Descobri que se chamava Joaquim.

Joaquim estava com roupas desproporcionais ao seu corpo, de forma que a camisa deixava sua ausência de barriga de fora, as calças expunham as finas canelas, enquanto usava um tênis preto acompanhado por outro azul — seu par de tênis. Até aí, mendigo normal. O que me marcou foram os livros enfiados em uma saca azulada que ele carregava por aí. Lá havia pouco mais de doze livros que iam desde Machado até Millôr — uma pequena coleção, mas que daria banho em muita da "cultura" que existe nas mochilas e mentes do Brasil.

Após me sentar ao seu lado, comecei a questioná-lo sobre como ele possuía esse talento todo para a leitura, já que vivia longe de um lar. A minha resposta foi a seguinte: "Nem sempre vivi nas ruas. A minha vida já foi bem luxuosa em comparação a essa miserável que tenho agora. Eu tive uma esposa, uma bela esposa. Seu nome era Vanda. Nós vivíamos numa casa minúscula. Não era grande e nem bonita, mas era nossa, sabe?", eu precisei assentir com a cabeça para que ele prosseguisse. "Tudo era agradável, até que Vanda caiu doente. Levei-a ao hospital mais próximo, e descobrimos um câncer.
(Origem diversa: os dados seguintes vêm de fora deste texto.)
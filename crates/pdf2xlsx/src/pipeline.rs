//! The conversion pipeline: extract → assemble → expand → coerce → write.

use std::path::PathBuf;

use pdf2xlsx_core::transform;
use tracing::{debug, info};

use crate::config::ConvertConfig;
use crate::error::{ConvertError, Result};
use crate::extract::{PdfplumberExtractor, TableExtractor};
use crate::xlsx::{SpreadsheetWriter, XlsxWriter};

/// What a successful run produced.
#[derive(Debug, Clone, PartialEq, Eq)]
pub struct ConversionSummary {
    /// Pages read.
    pub pages: usize,
    /// Tables found across all pages.
    pub tables: usize,
    /// Rows before expansion.
    pub source_rows: usize,
    /// Rows written.
    pub output_rows: usize,
    /// Columns written.
    pub columns: usize,
    /// Columns that were coerced to numbers (0-indexed).
    pub numeric_columns: Vec<usize>,
    /// The workbook that was written.
    pub output: PathBuf,
}

/// Run one conversion with explicit collaborators.
///
/// The input must exist. All extraction and transformation happens before
/// the output directory or file is touched, so a failing run leaves no
/// workbook behind.
pub fn convert_with<E, W>(extractor: &E, writer: &W, config: &ConvertConfig) -> Result<ConversionSummary>
where
    E: TableExtractor + ?Sized,
    W: SpreadsheetWriter + ?Sized,
{
    if !config.input.is_file() {
        return Err(ConvertError::InputNotFound(config.input.clone()));
    }

    let pages = extractor.extract(&config.input, config.pages.as_deref())?;
    let page_count = pages.len();
    let tables: Vec<_> = pages.into_iter().flat_map(|page| page.tables).collect();
    let table_count = tables.len();
    let source_rows: usize = tables.iter().map(Vec::len).sum();
    debug!(pages = page_count, tables = table_count, rows = source_rows, "extraction finished");

    let coerced = transform(tables);
    let grid = coerced.grid;
    for col in &coerced.numeric_columns {
        debug!(column = col, "coerced column to numbers");
    }
    info!(rows = grid.height(), columns = grid.width(), "assembled output grid");

    if let Some(parent) = config.output.parent() {
        if !parent.as_os_str().is_empty() {
            std::fs::create_dir_all(parent)?;
        }
    }
    writer.write(&grid, &config.output)?;
    info!(path = %config.output.display(), "saved workbook");

    Ok(ConversionSummary {
        pages: page_count,
        tables: table_count,
        source_rows,
        output_rows: grid.height(),
        columns: grid.width(),
        numeric_columns: coerced.numeric_columns,
        output: config.output.clone(),
    })
}

/// Run one conversion with the `pdfplumber` extractor and the xlsx writer.
pub fn convert(config: &ConvertConfig) -> Result<ConversionSummary> {
    let extractor = PdfplumberExtractor::new(config.table_settings.clone());
    convert_with(&extractor, &XlsxWriter::default(), config)
}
Paguei tudo que pude por seu tratamento, mas isso não foi o suficiente para que ela resistisse. Quando se foi, eu percebi que não importava o quanto de dinheiro eu tivesse, nada poderia ter salvo minha querida Vanda."

Precisei interrompê-lo, já que eu estava com fome e precisava oferecê-lo uma refeição. Incrivelmente relutante, ele aceitou e me acompanhou até um dos restaurantes mais próximos. Após vinte minutos, dois garçons de nariz empinado e um gerente mal encarado, estávamos sentados à mesa tendo uma agradável refeição.
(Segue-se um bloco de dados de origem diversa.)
use std::cmp::Ordering;

use crate::types::Series;

// ═══════════════════════════════════════════════════════════════════
// Whole-series reducers
// ═══════════════════════════════════════════════════════════════════

/// Average of the present samples; NaN when the series is all-absent.
pub fn avg_value(s: &Series) -> f64 {
    let mut sum = 0.0;
    let mut n = 0usize;
    for v in s.present() {
        sum += v;
        n += 1;
    }
    if n == 0 { f64::NAN } else { sum / n as f64 }
}

/// The last present sample; NaN when the series is all-absent.
pub fn current_value(s: &Series) -> f64 {
    for i in (0..s.len()).rev() {
        if let Some(v) = s.at(i) {
            return v;
        }
    }
    f64::NAN
}

pub fn max_value(s: &Series) -> f64 {
    s.present().fold(f64::NAN, |acc, v| if acc.is_nan() || v > acc { v } else { acc })
}

pub fn min_value(s: &Series) -> f64 {
    s.present().fold(f64::NAN, |acc, v| if acc.is_nan() || v < acc { v } else { acc })
}

/// Population variance of the present samples; NaN when all-absent.
pub fn variance_value(s: &Series) -> f64 {
    let mean = avg_value(s);
    if mean.is_nan() {
        return f64::NAN;
    }
    let mut sum = 0.0;
    let mut n = 0usize;
    for v in s.present() {
        sum += (v - mean) * (v - mean);
        n += 1;
    }
    sum / n as f64
}

// ═══════════════════════════════════════════════════════════════════
// Percentiles
// ═══════════════════════════════════════════════════════════════════

/// Percentile by partial selection. The rank is `k = (len-1)·p/100`; the
/// smallest `⌈k⌉+1` elements are partitioned to the front, the largest of
/// those is the ceiling-rank answer, and interpolation mixes in the second
/// largest when `k` is fractional. Scrambles `values`.
pub fn percentile(values: &mut [f64], percent: f64, interpolate: bool) -> f64 {
    if values.is_empty() || !(0.0..=100.0).contains(&percent) {
        return f64::NAN;
    }
    if values.len() == 1 {
        return values[0];
    }

    let k = (values.len() - 1) as f64 * percent / 100.0;
    let length = k.ceil() as usize + 1;
    values.select_nth_unstable_by(length - 1, |a, b| a.partial_cmp(b).unwrap_or(Ordering::Equal));

    let mut top = f64::NEG_INFINITY;
    let mut second = f64::NEG_INFINITY;
    for &v in &values[..length] {
        if v > top {
            second = top;
            top = v;
        } else if v > second {
            second = v;
        }
    }

    let remainder = k - k.floor();
    if remainder == 0.0 || !interpolate {
        top
    } else {
        top * remainder + second * (1.0 - remainder)
    }
}

/// Bucket reducer used by `summarize` and friends: `sum`, `avg`, `max`,
/// `min`, `last`, or `pNN` for the NN-th percentile. NaN for an empty
/// bucket or an unknown reducer name.
pub fn summarize_values(func: &str, values: &[f64]) -> f64 {
    if values.is_empty() {
        return f64::NAN;
    }
    match func {
        "sum" => values.iter().sum(),
        "avg" => values.iter().sum::<f64>() / values.len() as f64,
        "max" => values.iter().cloned().fold(f64::NEG_INFINITY, f64::max),
        "min" => values.iter().cloned().fold(f64::INFINITY, f64::min),
        "last" => values[values.len() - 1],
        _ => match func.strip_prefix('p').and_then(|p| p.parse::<f64>().ok()) {
            Some(percent) => percentile(&mut values.to_vec(), percent, true),
            None => f64::NAN,
        },
    }
}

// ═══════════════════════════════════════════════════════════════════
// Bucket alignment
// ═══════════════════════════════════════════════════════════════════

/// Widen `[start, stop]` outward to whole bucket multiples.
pub fn align_to_bucket_size(start: i32, stop: i32, bucket: i32) -> (i32, i32) {
    let start = start - start.rem_euclid(bucket);
    let rem = stop.rem_euclid(bucket);
    let stop = if rem == 0 { stop } else { stop - rem + bucket };
    (start, stop)
}

/// Snap `start` back to the coarsest calendar unit the bucket spans, the
/// way Graphite's hitcount aligns.
pub fn align_start_to_interval(start: i32, bucket: i32) -> i32 {
    for unit in [86400, 3600, 60] {
        if bucket >= unit {
            return start - start.rem_euclid(unit);
        }
    }
    start
}

pub fn bucket_count(start: i32, stop: i32, bucket: i32) -> usize {
    (((stop - start) as f64) / bucket as f64).ceil() as usize
}

// ═══════════════════════════════════════════════════════════════════
// Moving windows
// ═══════════════════════════════════════════════════════════════════

/// Fixed-size ring buffer over the last N samples. Absent inputs are
/// pushed as NaN; they occupy a slot but are excluded from the moments, so
/// results stay comparable across gaps.
pub struct Windowed {
    data: Vec<f64>,
    head: usize,
    sum: f64,
    sum_sq: f64,
    nans: usize,
}

impl Windowed {
    pub fn new(size: usize) -> Self {
        Windowed {
            data: vec![f64::NAN; size],
            head: 0,
            sum: 0.0,
            sum_sq: 0.0,
            nans: size,
        }
    }

    pub fn push(&mut self, v: f64) {
        let old = self.data[self.head];
        if old.is_nan() {
            self.nans -= 1;
        } else {
            self.sum -= old;
            self.sum_sq -= old * old;
        }
        if v.is_nan() {
            self.nans += 1;
        } else {
            self.sum += v;
            self.sum_sq += v * v;
        }
        self.data[self.head] = v;
        self.head = (self.head + 1) % self.data.len();
    }

    /// Number of non-NaN samples currently in the window.
    pub fn len(&self) -> usize {
        self.data.len() - self.nans
    }

    pub fn is_empty(&self) -> bool {
        self.len() == 0
    }

    /// Number of NaN slots currently in the window.
    pub fn nans(&self) -> usize {
        self.nans
    }

    /// Raw window slots, NaN included. The ring rotates, but two windows
    /// of the same size fed in lockstep stay index-aligned with each
    /// other.
    pub fn data(&self) -> &[f64] {
        &self.data
    }

    pub fn mean(&self) -> f64 {
        if self.len() == 0 {
            return f64::NAN;
        }
        self.sum / self.len() as f64
    }

    pub fn median(&self) -> f64 {
        let mut vals: Vec<f64> = self.data.iter().cloned().filter(|v| !v.is_nan()).collect();
        if vals.is_empty() {
            return f64::NAN;
        }
        vals.sort_by(|a, b| a.partial_cmp(b).unwrap_or(Ordering::Equal));
        let mid = vals.len() / 2;
        if vals.len() % 2 == 1 {
            vals[mid]
        } else {
            (vals[mid - 1] + vals[mid]) / 2.0
        }
    }

    /// Biased standard deviation, `sqrt(n·Σx² − (Σx)²) / n`. The single-pass
    /// formula loses precision on large offsets but matches what dashboards
    /// have historically rendered.
    pub fn stdev(&self) -> f64 {
        let n = self.len() as f64;
        if n == 0.0 {
            return f64::NAN;
        }
        (n * self.sum_sq - self.sum * self.sum).max(0.0).sqrt() / n
    }
}

// ═══════════════════════════════════════════════════════════════════
// Correlation and distribution distance
// ═══════════════════════════════════════════════════════════════════

/// Pearson correlation over the positions where both inputs are non-NaN.
/// NaN when fewer than two shared samples or either side has zero
/// variance.
pub fn pearson(xs: &[f64], ys: &[f64]) -> f64 {
    let pairs: Vec<(f64, f64)> = xs
        .iter()
        .zip(ys.iter())
        .filter(|(x, y)| !x.is_nan() && !y.is_nan())
        .map(|(&x, &y)| (x, y))
        .collect();
    if pairs.len() < 2 {
        return f64::NAN;
    }
    let n = pairs.len() as f64;
    let mean_x = pairs.iter().map(|(x, _)| x).sum::<f64>() / n;
    let mean_y = pairs.iter().map(|(_, y)| y).sum::<f64>() / n;
    let mut cov = 0.0;
    let mut var_x = 0.0;
    let mut var_y = 0.0;
    for (x, y) in &pairs {
        cov += (x - mean_x) * (y - mean_y);
        var_x += (x - mean_x) * (x - mean_x);
        var_y += (y - mean_y) * (y - mean_y);
    }
    cov / (var_x.sqrt() * var_y.sqrt())
}

/// Two-sample Kolmogorov-Smirnov statistic: the largest gap between the
/// empirical CDFs of the non-NaN samples of each input.
pub fn ks_statistic(xs: &[f64], ys: &[f64]) -> f64 {
    let mut a: Vec<f64> = xs.iter().cloned().filter(|v| !v.is_nan()).collect();
    let mut b: Vec<f64> = ys.iter().cloned().filter(|v| !v.is_nan()).collect();
    if a.is_empty() || b.is_empty() {
        return f64::NAN;
    }
    a.sort_by(|x, y| x.partial_cmp(y).unwrap_or(Ordering::Equal));
    b.sort_by(|x, y| x.partial_cmp(y).unwrap_or(Ordering::Equal));

    let (na, nb) = (a.len() as f64, b.len() as f64);
    let (mut i, mut j) = (0usize, 0usize);
    let mut d: f64 = 0.0;
    while i < a.len() && j < b.len() {
        match a[i].partial_cmp(&b[j]).unwrap_or(Ordering::Equal) {
            Ordering::Less => i += 1,
            Ordering::Greater => j += 1,
            Ordering::Equal => {
                i += 1;
                j += 1;
            }
        }
        d = d.max((i as f64 / na - j as f64 / nb).abs());
    }
    d
}

// ═══════════════════════════════════════════════════════════════════
// Tests
// ═══════════════════════════════════════════════════════════════════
Então, ele continuou com o seu relato: "Eu tentei voltar à minha vida normal, mas não estava certo. Não havia significado. No trabalho, eu decaí muito, a ponto de ser mandado embora; mas isso não me incomodou. Se o dinheiro não pôde prover saúde à minha esposa, por que eu deveria continuar lutando por ele? Com o passar do tempo, as contas foram expirando, água e luz foram cortadas, mas as cobranças continuavam. Até que eu abandonei a minha vida. Trouxe, em uma mochila, os livros que você vê, um broche de cisne que pertencia a Vanda — ele o tirou do bolso e me mostrou — e o pouco dinheiro que me sobrou. Saí andando pelo estado, país; vivendo de caridade ou troca de favores. Até que a idade me abateu, e as velhas pernas começaram a falhar. Então, procurei a primeira soleira que encontrei, e ali fiquei, acompanhado pelos livros favoritos de Vanda e pelas pessoas que passavam por mim...", ele suspirou para terminar," ...apenas esperando pela minha hora...".
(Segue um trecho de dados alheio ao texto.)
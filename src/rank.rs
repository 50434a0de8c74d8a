//! Bounded top-N / bottom-N selection over scored series indices.

use std::cmp::{Ordering, Reverse};
use std::collections::BinaryHeap;

#[derive(Debug, Clone, Copy, PartialEq)]
struct Entry {
    val: f64,
    idx: usize,
}

impl Eq for Entry {}

impl Ord for Entry {
    fn cmp(&self, other: &Self) -> Ordering {
        self.val
            .partial_cmp(&other.val)
            .unwrap_or(Ordering::Equal)
            .then(self.idx.cmp(&other.idx))
    }
}

impl PartialOrd for Entry {
    fn partial_cmp(&self, other: &Self) -> Option<Ordering> {
        Some(self.cmp(other))
    }
}

/// Keep the `n` largest scores using a size-bounded min-heap: a candidate
/// only displaces the heap's smallest member. NaN scores are skipped.
/// Draining the heap yields indices in ascending score order.
pub fn top_n(scores: impl IntoIterator<Item = (usize, f64)>, n: usize) -> Vec<usize> {
    if n == 0 {
        return Vec::new();
    }
    let mut heap: BinaryHeap<Reverse<Entry>> = BinaryHeap::with_capacity(n);
    for (idx, val) in scores {
        if val.is_nan() {
            continue;
        }
        if heap.len() < n {
            heap.push(Reverse(Entry { val, idx }));
        } else if let Some(&Reverse(smallest)) = heap.peek() {
            if val > smallest.val {
                heap.pop();
                heap.push(Reverse(Entry { val, idx }));
            }
        }
    }
    let mut out = Vec::with_capacity(heap.len());
    while let Some(Reverse(e)) = heap.pop() {
        out.push(e.idx);
    }
    out
}

/// Keep the `n` smallest scores: push everything, pop `n`. Ascending
/// score order. NaN scores are skipped.
pub fn bottom_n(scores: impl IntoIterator<Item = (usize, f64)>, n: usize) -> Vec<usize> {
    let mut heap: BinaryHeap<Reverse<Entry>> = BinaryHeap::new();
    for (idx, val) in scores {
        if val.is_nan() {
            continue;
        }
        heap.push(Reverse(Entry { val, idx }));
    }
    let mut out = Vec::with_capacity(n.min(heap.len()));
    for _ in 0..n {
        match heap.pop() {
            Some(Reverse(e)) => out.push(e.idx),
            None => break,
        }
    }
    out
}

// ═══════════════════════════════════════════════════════════════════
// Tests
// ═══════════════════════════════════════════════════════════════════

#[cfg(test)]
mod tests {
    use super::*;

    #[test]
    fn test_top_n_ascending_drain() {
        let scores = [(0, 5.0), (1, 9.0), (2, 1.0), (3, 7.0)];
        assert_eq!(top_n(scores, 2), vec![3, 1]);
        assert_eq!(top_n(scores, 10), vec![2, 0, 3, 1]);
        assert_eq!(top_n(scores, 0), Vec::<usize>::new());
    }

    #[test]
    fn test_top_n_skips_nan() {
        let scores = [(0, f64::NAN), (1, 2.0), (2, 3.0)];
        assert_eq!(top_n(scores, 3), vec![1, 2]);
    }

    #[test]
    fn test_bottom_n() {
        let scores = [(0, 5.0), (1, 9.0), (2, 1.0), (3, 7.0)];
        assert_eq!(bottom_n(scores, 2), vec![2, 0]);
        assert_eq!(bottom_n(scores, 10), vec![2, 0, 3, 1]);
    }
}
Eu insisti em ajudá-lo, mas ele negou sem pensar duas vezes. E disse que agradeceria se lhe fizesse companhia no caminho de volta até o ponto inicial. Ele também disse que adorou conversar comigo, já que as pessoas não dão voz a ele sempre.

Ao chegarmos lá, ele voltou atrás e disse que adoraria se eu pudesse lhe ceder alguns livros velhos que eu não tivesse mais a intenção de ler. De pronto, entreguei meu exemplar de Histórias Extraordinárias do obscuro Poe. Ele não me perguntou sobre o livro, e nem sobre o autor, apenas agradeceu por tudo e começou a ler sua nova aquisição.

Levei muitos livros para ele, por muito tempo. Fiz com que conhecesse nomes do romantismo e ficção modernos. Entreguei biografias de pessoas que ele sequer pensava terem algo para contar. Levei até histórias em quadrinhos para ele, e essas aguçaram a sua curiosidade sobre o mundo dos super-heróis.

O coração apertou no dia em que levava um dos livros de Eros Grau, e não achei o meu amigo leitor. Tudo o que eu achei foi uma saca azul vazia e um pequeno broche pisoteado que lembrava uma ave. Eu fui embora dali, mas deixei o livro para trás. Onde quer que esteja, sei que Joaquim vai voltar pelo livro. Seja para lê-lo, seja para observá-lo do alto de uma nuvem, acompanhado por Vanda.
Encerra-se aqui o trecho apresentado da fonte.